- _Work request_:
Show every line below where "rejection" appears.

### Supplied records ###

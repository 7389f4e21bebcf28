//! Depth-first backtracking over [`GridState`]s.
//!
//! The search keeps an explicit stack of frames instead of recursing. A frame
//! is a state together with the entry chosen at that state and the position of
//! the next candidate to try, so that a frame pushed back onto the stack
//! resumes exactly where it left off.

use crate::{crossing::EntryId, grid_state::GridState};

/// Budgets for a [`Backtracker`] run.
#[derive(Debug, Copy, Clone, PartialEq, Eq)]
pub struct BacktrackConfig {
    /// Largest number of excluded entries a state may have. Placements that
    /// would exclude more entries are rejected.
    pub max_excluded: usize,
    /// Hard cap on stack pops.
    pub max_iterations: usize,
    /// Emit a progress log line every this many iterations. Zero disables
    /// progress logging.
    pub log_every: usize,
}

impl BacktrackConfig {
    /// Set the exclusion budget.
    pub fn with_max_excluded(mut self, max_excluded: usize) -> Self {
        self.max_excluded = max_excluded;
        self
    }

    /// Set the iteration budget.
    pub fn with_max_iterations(mut self, max_iterations: usize) -> Self {
        self.max_iterations = max_iterations;
        self
    }

    /// Set the progress log frequency.
    pub fn with_log_every(mut self, log_every: usize) -> Self {
        self.log_every = log_every;
        self
    }
}

impl Default for BacktrackConfig {
    fn default() -> Self {
        Self {
            max_excluded: 0,
            max_iterations: 100_000,
            log_every: 10_000,
        }
    }
}

/// Result of a [`Backtracker`] run.
#[derive(Debug, Copy, Clone)]
pub enum BacktrackOutcome<'a> {
    /// A filled grid, the first one found in search order.
    Solved(GridState<'a>),
    /// The iteration budget ran out. Holds the last state processed, which
    /// is generally not filled.
    BudgetExhausted(GridState<'a>),
    /// Every branch died within the exclusion budget.
    Unsolvable,
}

impl<'a> BacktrackOutcome<'a> {
    /// The resulting state, if any.
    pub fn state(&self) -> Option<&GridState<'a>> {
        match self {
            Self::Solved(state) | Self::BudgetExhausted(state) => Some(state),
            Self::Unsolvable => None,
        }
    }

    /// Return true if the outcome is a filled grid.
    pub fn is_solved(&self) -> bool {
        matches!(self, Self::Solved(_))
    }
}

#[derive(Debug)]
struct Frame<'a> {
    state: GridState<'a>,
    entry: Option<EntryId>,
    next_candidate: usize,
}

impl<'a> Frame<'a> {
    fn new(state: GridState<'a>) -> Self {
        Frame {
            state,
            entry: None,
            next_candidate: 0,
        }
    }
}

/// Depth-first fill engine.
#[derive(Debug, Clone, Default)]
pub struct Backtracker {
    config: BacktrackConfig,
}

impl Backtracker {
    /// Create a new engine with the given budgets.
    pub fn new(config: BacktrackConfig) -> Self {
        Backtracker { config }
    }

    /// The budgets of this engine.
    pub fn config(&self) -> &BacktrackConfig {
        &self.config
    }

    /// Search for a filled grid reachable from `initial`.
    ///
    /// At each state the unresolved entry with the fewest viable candidates
    /// is chosen, and its candidates are tried in ranked order. The first
    /// placement that keeps the state within the exclusion budget is followed
    /// immediately; if none does, the branch is abandoned.
    pub fn solve<'a>(&self, initial: GridState<'a>) -> BacktrackOutcome<'a> {
        self.solve_observed(initial, |_, _, _| {})
    }

    /// Like [`Backtracker::solve`], calling `on_trial` with the state, entry
    /// and candidate index of every placement attempted.
    fn solve_observed<'a>(
        &self,
        initial: GridState<'a>,
        mut on_trial: impl FnMut(&GridState<'a>, EntryId, usize),
    ) -> BacktrackOutcome<'a> {
        if initial.is_filled() {
            return BacktrackOutcome::Solved(initial);
        }
        if initial.num_excluded() > self.config.max_excluded {
            log::info!(
                "Initial state already has [{}] excluded entries, budget is [{}].",
                initial.num_excluded(),
                self.config.max_excluded
            );
            return BacktrackOutcome::Unsolvable;
        }

        let mut stack = vec![Frame::new(initial)];
        let mut iterations = 0;

        'frames: while let Some(frame) = stack.pop() {
            if iterations >= self.config.max_iterations {
                log::info!(
                    "Iteration budget [{}] exhausted with [{}] empty cells left.",
                    self.config.max_iterations,
                    frame.state.num_empty()
                );
                return BacktrackOutcome::BudgetExhausted(frame.state);
            }
            if self.config.log_every > 0 && iterations % self.config.log_every == 0 {
                log::debug!(
                    "Iteration [{}/{}], stack depth [{}], [{}] empty, [{}] excluded:\n{}",
                    iterations,
                    self.config.max_iterations,
                    stack.len(),
                    frame.state.num_empty(),
                    frame.state.num_excluded(),
                    frame.state
                );
            }
            iterations += 1;

            let Some(entry) = frame
                .entry
                .or_else(|| frame.state.most_constrained_entry())
            else {
                continue;
            };
            let remaining = frame.state.remaining(entry).unwrap_or_default();

            for (offset, &candidate) in remaining.iter().enumerate().skip(frame.next_candidate) {
                on_trial(&frame.state, entry, candidate);

                match frame.state.preview_candidate(entry, candidate) {
                    Ok(preview) if preview.num_excluded <= self.config.max_excluded => {}
                    Ok(_) => continue,
                    Err(rejection) => {
                        log::trace!("Candidate [{}] rejected: {}.", candidate, rejection);
                        continue;
                    }
                }
                let child = frame.state.apply_candidate(entry, candidate);

                if child.is_filled() {
                    log::info!(
                        "Filled grid after [{}] iterations with [{}] excluded entries.",
                        iterations,
                        child.num_excluded()
                    );
                    return BacktrackOutcome::Solved(child);
                }

                stack.push(Frame {
                    state: frame.state,
                    entry: Some(entry),
                    next_candidate: offset + 1,
                });
                stack.push(Frame::new(child));
                continue 'frames;
            }
        }

        log::info!("Search space exhausted after [{}] iterations.", iterations);
        BacktrackOutcome::Unsolvable
    }

    /// Search with exclusion budgets `0, 1, ..., max_excluded` in turn,
    /// returning the first filled grid found.
    ///
    /// The configured `max_excluded` is ignored. If no budget yields a filled
    /// grid and at least one run ran out of iterations, the partial state with
    /// the fewest empty cells is returned as
    /// [`BacktrackOutcome::BudgetExhausted`].
    pub fn solve_deepening<'a>(
        &self,
        initial: GridState<'a>,
        max_excluded: usize,
    ) -> BacktrackOutcome<'a> {
        let mut best_partial: Option<GridState<'a>> = None;

        for budget in 0..=max_excluded {
            log::debug!("Trying exclusion budget [{}].", budget);

            let engine = Backtracker::new(self.config.with_max_excluded(budget));
            match engine.solve(initial) {
                BacktrackOutcome::Solved(state) => return BacktrackOutcome::Solved(state),
                BacktrackOutcome::BudgetExhausted(state) => {
                    let improves = best_partial
                        .map_or(true, |best| state.num_empty() < best.num_empty());
                    if improves {
                        best_partial = Some(state);
                    }
                }
                BacktrackOutcome::Unsolvable => {}
            }
        }

        best_partial.map_or(
            BacktrackOutcome::Unsolvable,
            BacktrackOutcome::BudgetExhausted,
        )
    }
}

###

- _Task answer_:
                    Err(rejection) => {
                        log::trace!("Candidate [{}] rejected: {}.", candidate, rejection);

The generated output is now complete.